How DORA reaches providers indirectly
Financial entities must include specific provisions in ICT contracts, access and audit rights, security, sub-outsourcing limits, and exit strategies, and must record every arrangement in their register of information. Providers that cannot meet these terms risk losing financial-sector business.
What providers should prepare
- Contract templates aligned to Article 30 mandatory clauses.
- Evidence packs: certifications, audit reports, resilience testing.

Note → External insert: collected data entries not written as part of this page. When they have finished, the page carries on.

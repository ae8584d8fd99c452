//! Role-scoped projections over fully hydrated records.
//!
//! User reads never fail for under-privileged callers; they get a narrower
//! view instead. Order reads are all-or-nothing and deny with 401 when no
//! qualifying relationship exists.

use crate::error::{AppError, AppResult};
use crate::models::{OrderDto, Role, UserDto};

/// Project a user record according to who is asking.
///
/// Admin and the user themselves see everything. Managers see contact-level
/// detail (email, no phone number). Everyone else gets the minimal public
/// fields.
pub fn filter_user(user: &UserDto, requester_role: Role, requester_id: i32) -> UserDto {
    if requester_role == Role::Admin || requester_id == user.user_id {
        return user.clone();
    }

    if requester_role == Role::Manager {
        return UserDto {
            user_id: user.user_id,
            email: user.email.clone(),
            username: None,
            first_name: user.first_name.clone(),
            last_name: user.last_name.clone(),
            phone_number: None,
            is_active: user.is_active,
            is_email_verified: None,
            role: user.role,
            profile_image_url: None,
            created_at: user.created_at,
            updated_at: None,
            last_login_at: user.last_login_at,
            customer_id: None,
            partner_id: None,
        };
    }

    UserDto {
        user_id: user.user_id,
        email: None,
        username: None,
        first_name: user.first_name.clone(),
        last_name: user.last_name.clone(),
        phone_number: None,
        is_active: user.is_active,
        is_email_verified: None,
        role: user.role,
        profile_image_url: None,
        created_at: None,
        updated_at: None,
        last_login_at: None,
        customer_id: None,
        partner_id: None,
    }
}

/// Return the order visible to the requester, or deny.
///
/// Deliverers assigned to the order see it without payment details; all
/// other qualifying relations see the full record.
pub fn filter_order(
    order: OrderDto,
    requester_role: Role,
    requester_id: i32,
    requester_partner_id: Option<i32>,
) -> AppResult<OrderDto> {
    match requester_role {
        Role::Admin | Role::Manager => Ok(order),
        Role::Customer if order.customer_id == requester_id => Ok(order),
        Role::Partner
            if order.partner_id.is_some() && order.partner_id == requester_partner_id =>
        {
            Ok(order)
        }
        Role::Deliverer
            if order
                .delivery
                .as_ref()
                .is_some_and(|d| d.deliverer_id == requester_id) =>
        {
            let mut order = order;
            order.payment = None;
            Ok(order)
        }
        _ => Err(AppError::Unauthorized("Access denied to this order".into())),
    }
}

#[cfg(test)]
mod tests {
    use super::*;
    use crate::models::{DeliveryDto, OrderStatus, PaymentDto};
    use chrono::Utc;

    fn full_user() -> UserDto {
        UserDto {
            user_id: 42,
            email: Some("jane@example.com".into()),
            username: Some("jane".into()),
            first_name: Some("Jane".into()),
            last_name: Some("Doe".into()),
            phone_number: Some("+40700000000".into()),
            is_active: true,
            is_email_verified: Some(true),
            role: Role::Customer,
            profile_image_url: Some("https://img.example.com/jane.png".into()),
            created_at: Some(Utc::now()),
            updated_at: Some(Utc::now()),
            last_login_at: Some(Utc::now()),
            customer_id: Some(7),
            partner_id: None,
        }
    }

    fn full_order() -> OrderDto {
        OrderDto {
            order_id: 9,
            order_number: "202501020001".into(),
            customer_id: 42,
            partner_id: Some(5),
            delivery_address_id: 1,
            pickup_address_id: Some(2),
            status: OrderStatus::InTransit,
            sub_total: 2000,
            delivery_fee: 300,
            tax: 100,
            discount: 0,
            total_amount: 2400,
            notes: None,
            special_instructions: None,
            estimated_delivery_time: None,
            actual_delivery_time: None,
            created_at: Utc::now(),
            updated_at: None,
            order_items: vec![],
            delivery: Some(DeliveryDto {
                delivery_id: 3,
                deliverer_id: 77,
                status: "PickedUp".into(),
                assigned_at: Utc::now(),
                picked_up_at: Some(Utc::now()),
                delivered_at: None,
            }),
            payment: Some(PaymentDto {
                payment_id: 4,
                amount: 2400,
                method: "Card".into(),
                processed_at: None,
            }),
        }
    }

    #[test]
    fn admin_sees_full_user() {
        let user = full_user();
        let view = filter_user(&user, Role::Admin, 1);
        assert_eq!(view.email, user.email);
        assert_eq!(view.phone_number, user.phone_number);
        assert_eq!(view.username, user.username);
    }

    #[test]
    fn self_sees_full_user() {
        let user = full_user();
        let view = filter_user(&user, Role::Customer, user.user_id);
        assert_eq!(view.email, user.email);
        assert_eq!(view.phone_number, user.phone_number);
    }

    #[test]
    fn manager_sees_email_but_not_phone() {
        let user = full_user();
        let view = filter_user(&user, Role::Manager, 1);
        assert_eq!(view.email, user.email);
        assert!(view.phone_number.is_none());
        assert!(view.username.is_none());
        assert!(view.created_at.is_some());
        assert!(view.last_login_at.is_some());
        assert_eq!(view.role, user.role);
    }

    #[test]
    fn other_roles_see_minimal_view() {
        let user = full_user();
        for role in [Role::Customer, Role::Partner, Role::Deliverer] {
            let view = filter_user(&user, role, 1);
            assert_eq!(view.user_id, user.user_id);
            assert_eq!(view.first_name, user.first_name);
            assert_eq!(view.last_name, user.last_name);
            assert_eq!(view.role, user.role);
            assert_eq!(view.is_active, user.is_active);
            assert!(view.email.is_none());
            assert!(view.phone_number.is_none());
            assert!(view.created_at.is_none());
            assert!(view.customer_id.is_none());
        }
    }

    #[test]
    fn filter_user_is_idempotent() {
        let user = full_user();
        let first = filter_user(&user, Role::Manager, 1);
        let second = filter_user(&user, Role::Manager, 1);
        assert_eq!(
            serde_json::to_value(&first).unwrap(),
            serde_json::to_value(&second).unwrap()
        );
    }

    #[test]
    fn admin_and_manager_see_full_order() {
        let order = filter_order(full_order(), Role::Admin, 1, None).unwrap();
        assert!(order.payment.is_some());
        let order = filter_order(full_order(), Role::Manager, 1, None).unwrap();
        assert!(order.payment.is_some());
    }

    #[test]
    fn customer_sees_own_order_only() {
        assert!(filter_order(full_order(), Role::Customer, 42, None).is_ok());
        let denied = filter_order(full_order(), Role::Customer, 43, None);
        assert!(matches!(denied, Err(AppError::Unauthorized(_))));
    }

    #[test]
    fn partner_match_is_on_partner_profile_id() {
        assert!(filter_order(full_order(), Role::Partner, 1, Some(5)).is_ok());
        assert!(filter_order(full_order(), Role::Partner, 1, Some(6)).is_err());
        assert!(filter_order(full_order(), Role::Partner, 1, None).is_err());
    }

    #[test]
    fn assigned_deliverer_sees_order_without_payment() {
        let order = filter_order(full_order(), Role::Deliverer, 77, None).unwrap();
        assert!(order.payment.is_none());
        assert!(order.delivery.is_some());
        assert_eq!(order.total_amount, 2400);

        let denied = filter_order(full_order(), Role::Deliverer, 78, None);
        assert!(matches!(denied, Err(AppError::Unauthorized(_))));
    }
}
//! Columnar feature frame

use crate::error::{PipelineError, Result};
use ndarray::Array2;
use serde::{Deserialize, Serialize};

/// Logical type of a feature column
#[derive(Debug, Clone, Copy, PartialEq, Eq, Serialize, Deserialize)]
#[serde(rename_all = "snake_case")]
pub enum ColumnKind {
    Float,
    Integer,
    Boolean,
    /// Label-encoded categorical (`-1` = unseen)
    Encoded,
}

/// A named, typed column; `None` cells are nulls
#[derive(Debug, Clone, PartialEq)]
pub struct Column {
    pub name: String,
    pub kind: ColumnKind,
    pub values: Vec<Option<f64>>,
}

impl Column {
    pub fn new(name: impl Into<String>, kind: ColumnKind, values: Vec<Option<f64>>) -> Self {
        Self {
            name: name.into(),
            kind,
            values,
        }
    }

    /// NaN cells become nulls
    pub fn float(name: impl Into<String>, values: impl IntoIterator<Item = f64>) -> Self {
        Self::new(
            name,
            ColumnKind::Float,
            values.into_iter().map(|v| (!v.is_nan()).then_some(v)).collect(),
        )
    }

    pub fn integer(name: impl Into<String>, values: impl IntoIterator<Item = i64>) -> Self {
        Self::new(
            name,
            ColumnKind::Integer,
            values.into_iter().map(|v| Some(v as f64)).collect(),
        )
    }

    pub fn boolean(name: impl Into<String>, values: impl IntoIterator<Item = Option<bool>>) -> Self {
        Self::new(
            name,
            ColumnKind::Boolean,
            values
                .into_iter()
                .map(|v| v.map(|flag| if flag { 1.0 } else { 0.0 }))
                .collect(),
        )
    }

    /// Same value on every row
    pub fn constant(name: impl Into<String>, kind: ColumnKind, value: f64, n_rows: usize) -> Self {
        Self::new(name, kind, vec![Some(value); n_rows])
    }

    pub fn null_count(&self) -> usize {
        self.values.iter().filter(|v| v.is_none()).count()
    }
}

/// Row-aligned feature columns keyed by record id, carrying the target label
#[derive(Debug, Clone, Default, PartialEq)]
pub struct FeatureFrame {
    record_ids: Vec<String>,
    targets: Vec<String>,
    columns: Vec<Column>,
}

impl FeatureFrame {
    pub fn new(record_ids: Vec<String>, targets: Vec<String>) -> Self {
        Self {
            record_ids,
            targets,
            columns: Vec::new(),
        }
    }

    pub fn n_rows(&self) -> usize {
        self.record_ids.len()
    }

    pub fn n_columns(&self) -> usize {
        self.columns.len()
    }

    pub fn record_ids(&self) -> &[String] {
        &self.record_ids
    }

    pub fn targets(&self) -> &[String] {
        &self.targets
    }

    pub fn columns(&self) -> &[Column] {
        &self.columns
    }

    pub fn column_names(&self) -> Vec<String> {
        self.columns.iter().map(|c| c.name.clone()).collect()
    }

    pub fn column(&self, name: &str) -> Option<&Column> {
        self.columns.iter().find(|c| c.name == name)
    }

    /// Append a column; its length must match the row count
    pub fn push(&mut self, column: Column) {
        debug_assert_eq!(column.values.len(), self.n_rows(), "column {}", column.name);
        self.columns.push(column);
    }

    pub fn extend(&mut self, columns: impl IntoIterator<Item = Column>) {
        for column in columns {
            self.push(column);
        }
    }

    /// Project onto `names`, in that order
    pub fn select(self, names: &[String]) -> Result<Self> {
        let missing: Vec<String> = names
            .iter()
            .filter(|name| self.column(name).is_none())
            .cloned()
            .collect();
        if !missing.is_empty() {
            return Err(PipelineError::SchemaMismatch { missing });
        }

        let mut pool: Vec<Option<Column>> = self.columns.into_iter().map(Some).collect();
        let mut columns = Vec::with_capacity(names.len());
        for name in names {
            if let Some(slot) = pool
                .iter_mut()
                .find(|slot| slot.as_ref().map_or(false, |c| &c.name == name))
            {
                if let Some(column) = slot.take() {
                    columns.push(column);
                }
            }
        }

        Ok(Self {
            record_ids: self.record_ids,
            targets: self.targets,
            columns,
        })
    }

    /// Dense row-major `f32` matrix; nulls become `0`
    pub fn to_matrix(&self) -> Result<Array2<f32>> {
        let (n_rows, n_cols) = (self.n_rows(), self.n_columns());
        let cells = n_rows.checked_mul(n_cols).ok_or_else(|| PipelineError::OutOfMemory {
            stage: "preparing data",
            detail: format!("{n_rows} x {n_cols} matrix overflows"),
        })?;

        let mut data: Vec<f32> = Vec::new();
        data.try_reserve_exact(cells)
            .map_err(|e| PipelineError::OutOfMemory {
                stage: "preparing data",
                detail: format!("{n_rows} x {n_cols} matrix: {e}"),
            })?;

        for row in 0..n_rows {
            for column in &self.columns {
                let value = column.values[row].filter(|v| !v.is_nan()).unwrap_or(0.0);
                data.push(value as f32);
            }
        }

        Array2::from_shape_vec((n_rows, n_cols), data)
            .map_err(|e| PipelineError::Training(format!("feature matrix shape: {e}")))
    }
}

#[cfg(test)]
mod tests {
    use super::*;

    fn frame() -> FeatureFrame {
        let mut frame = FeatureFrame::new(
            vec!["r1".to_string(), "r2".to_string()],
            vec!["none".to_string(), "battery".to_string()],
        );
        frame.push(Column::float("a", [1.5, 2.5]));
        frame.push(Column::new("b", ColumnKind::Float, vec![None, Some(4.0)]));
        frame.push(Column::boolean("c", [Some(true), Some(false)]));
        frame
    }

    #[test]
    fn test_select_reorders_columns() {
        let selected = frame().select(&["c".to_string(), "a".to_string()]).unwrap();
        assert_eq!(selected.column_names(), vec!["c", "a"]);
        assert_eq!(selected.n_rows(), 2);
    }

    #[test]
    fn test_select_reports_missing_columns() {
        let err = frame().select(&["a".to_string(), "zz".to_string()]).unwrap_err();
        match err {
            PipelineError::SchemaMismatch { missing } => assert_eq!(missing, vec!["zz"]),
            other => panic!("unexpected error: {other}"),
        }
    }

    #[test]
    fn test_matrix_fills_nulls_with_zero() {
        let matrix = frame().to_matrix().unwrap();
        assert_eq!(matrix.shape(), &[2, 3]);
        assert_eq!(matrix[[0, 1]], 0.0);
        assert_eq!(matrix[[1, 1]], 4.0);
        assert_eq!(matrix[[0, 2]], 1.0);
    }

    #[test]
    fn test_nan_cells_are_nulls() {
        let column = Column::float("x", [f64::NAN, 2.0]);
        assert_eq!(column.values, vec![None, Some(2.0)]);
        assert_eq!(column.null_count(), 1);

        let mut frame = FeatureFrame::new(
            vec!["r1".to_string()],
            vec!["none".to_string()],
        );
        frame.push(Column::new("y", ColumnKind::Float, vec![Some(f64::NAN)]));
        assert_eq!(frame.to_matrix().unwrap()[[0, 0]], 0.0);
    }
}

- Clear sub-outsourcing disclosure.
The critical-provider route
The largest, most systemic providers may be designated critical ICT third-party providers and brought under a direct EU oversight framework.
Frequently asked questions
Is my ICT company directly regulated by DORA?
Generally no, unless designated critical. Most providers are affected through contractual and register obligations imposed by their financial clients.
What contract terms will clients demand?
Article 30 mandatory clauses: access and audit rights, security and incident cooperation, sub-outsourcing controls, service levels, and exit strategies.
How do I become 'critical' and what changes?
The European Supervisory Authorities designate critical providers based on systemic importance; designation brings direct oversight, examinations, and possible recommendations.